|
What is the tax treatment of a like-kind exchange that involves
more than two parties? If the transactions involved are carefully
structured to meet the like-kind exchange requirements, you
should be able to defer all or part of the tax on your gain
on the exchanged property.
The typical multi-party exchange arises when one party (lets
call her Alice) who owns Whiteacre, seeks to exchange it for
Blackacre, owned by Carol. Carol, however, wants to sell Blackacre
rather than exchange it for other realty. A third party, Bob,
wants to buy Whiteacre, but if Alice simply sells it to him,
shell have to recognize her gain on the sale. The transaction
can be arranged as follows:
Bob buys Blackacre from Carol. Bob then exchanges it with
Alice for Whiteacre.
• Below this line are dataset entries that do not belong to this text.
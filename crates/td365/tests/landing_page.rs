use std::sync::atomic::{AtomicUsize, Ordering};
use std::sync::Arc;

use tokio::io::{AsyncReadExt, AsyncWriteExt};
use tokio::net::TcpListener;
use tokio::task::JoinHandle;
use url::Url;

use td365::{TdError, TdRestClient};

const LANDING_BODY: &str = concat!(
    "<html><body><form>",
    r#"<input type="hidden" id="hfLoginID" value="LOGIN"/>"#,
    r#"<input type="hidden" id="hfAccountID" value="ACC1"/>"#,
    "</form></body></html>"
);

/// Canned landing-page server: `/r/{i}` hops 302 through the chain, the
/// last hop sets the session cookie and lands on `/Advanced.aspx?ots=...`.
async fn landing_server(
    bind: &str,
    hops: usize,
    body: &'static str,
) -> (JoinHandle<()>, u16, Arc<AtomicUsize>) {
    let listener = TcpListener::bind((bind, 0)).await.unwrap();
    let port = listener.local_addr().unwrap().port();
    let requests = Arc::new(AtomicUsize::new(0));
    let counter = requests.clone();
    let handle = tokio::spawn(async move {
        loop {
            let Ok((mut sock, _)) = listener.accept().await else {
                break;
            };
            let mut buf = vec![0u8; 8192];
            let n = sock.read(&mut buf).await.unwrap_or(0);
            if n == 0 {
                continue;
            }
            counter.fetch_add(1, Ordering::SeqCst);
            let head = String::from_utf8_lossy(&buf[..n]).to_string();
            let target = head.split_whitespace().nth(1).unwrap_or("/").to_string();
            let response = route(&target, hops, body);
            let _ = sock.write_all(response.as_bytes()).await;
            let _ = sock.shutdown().await;
        }
    });
    (handle, port, requests)
}

fn route(target: &str, hops: usize, body: &str) -> String {
    if target.starts_with("/Advanced.aspx") {
        return http_response(200, &[], body);
    }
    let index: usize = target.strip_prefix("/r/").and_then(|s| s.parse().ok()).unwrap_or(0);
    if index + 1 >= hops {
        http_response(
            302,
            &[
                ("Location", "/Advanced.aspx?ots=WJFUMNFE".to_string()),
                ("Set-Cookie", "WJFUMNFE=TOKEN123; Max-Age=3600".to_string()),
            ],
            "",
        )
    } else {
        http_response(302, &[("Location", format!("/r/{}", index + 1))], "")
    }
}

fn http_response(status: u16, headers: &[(&str, String)], body: &str) -> String {
    let reason = match status {
        200 => "OK",
        302 => "Found",
        _ => "Error",
    };
    let mut out = format!("HTTP/1.1 {status} {reason}\r\n");
    for (name, value) in headers {
        out.push_str(&format!("{name}: {value}\r\n"));
    }
    out.push_str(&format!("Content-Length: {}\r\nConnection: close\r\n\r\n{body}", body.len()));
    out
}

#[tokio::test]
async fn four_hop_chain_yields_token_and_login_id() {
    let (_server, port, requests) = landing_server("127.0.0.1", 4, LANDING_BODY).await;
    let platform_url = Url::parse(&format!("http://127.0.0.1:{port}/r/0")).unwrap();

    let (rest, auth) = TdRestClient::connect(&platform_url).await.unwrap();
    assert_eq!(auth.token, "TOKEN123");
    assert_eq!(auth.login_id, "LOGIN");
    assert_eq!(rest.account_id(), "ACC1");
    // 4 redirects plus the final page
    assert_eq!(requests.load(Ordering::SeqCst), 5);
}

#[tokio::test]
async fn fifth_redirect_is_fatal() {
    let (_server, port, _requests) = landing_server("127.0.0.3", 5, LANDING_BODY).await;
    let platform_url = Url::parse(&format!("http://127.0.0.3:{port}/r/0")).unwrap();

    let err = TdRestClient::connect(&platform_url).await.unwrap_err();
    assert!(matches!(err, TdError::MaxRedirectDepth { max: 4, .. }), "got {err:?}");
}

#[tokio::test]
async fn missing_login_field_stops_the_walk() {
    let body = r#"<html><input id="hfAccountID" value="ACC1"/></html>"#;
    let (_server, port, requests) = landing_server("127.0.0.4", 1, body).await;
    let platform_url = Url::parse(&format!("http://127.0.0.4:{port}/r/0")).unwrap();

    let err = TdRestClient::connect(&platform_url).await.unwrap_err();
    assert!(matches!(err, TdError::Extract { what: "hfLoginID", .. }), "got {err:?}");
    // one redirect, one landing page, nothing after the failure
    assert_eq!(requests.load(Ordering::SeqCst), 2);
}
Alice should not have to recognize any
gain on the sale under the like-kind exchange rules. If Whiteacre
is worth more than Blackacre, Bob will have to pay extra consideration
in the exchange. If the extra consideration is cash (or other
non-like- kind property), Alice will have to recognize her
gain up to the amount of extra consideration received. Please
let me know if you would like more information on how the
like-kind exchange rules work in general.
|
Alternatively, Alice could have first directly exchanged
Whiteacre for Blackacre with Carol. Carol could then sell
Whiteacre to Bob. Again, Alice would be able to avoid tax
on her gain on Whiteacre under the like-kind exchange rules.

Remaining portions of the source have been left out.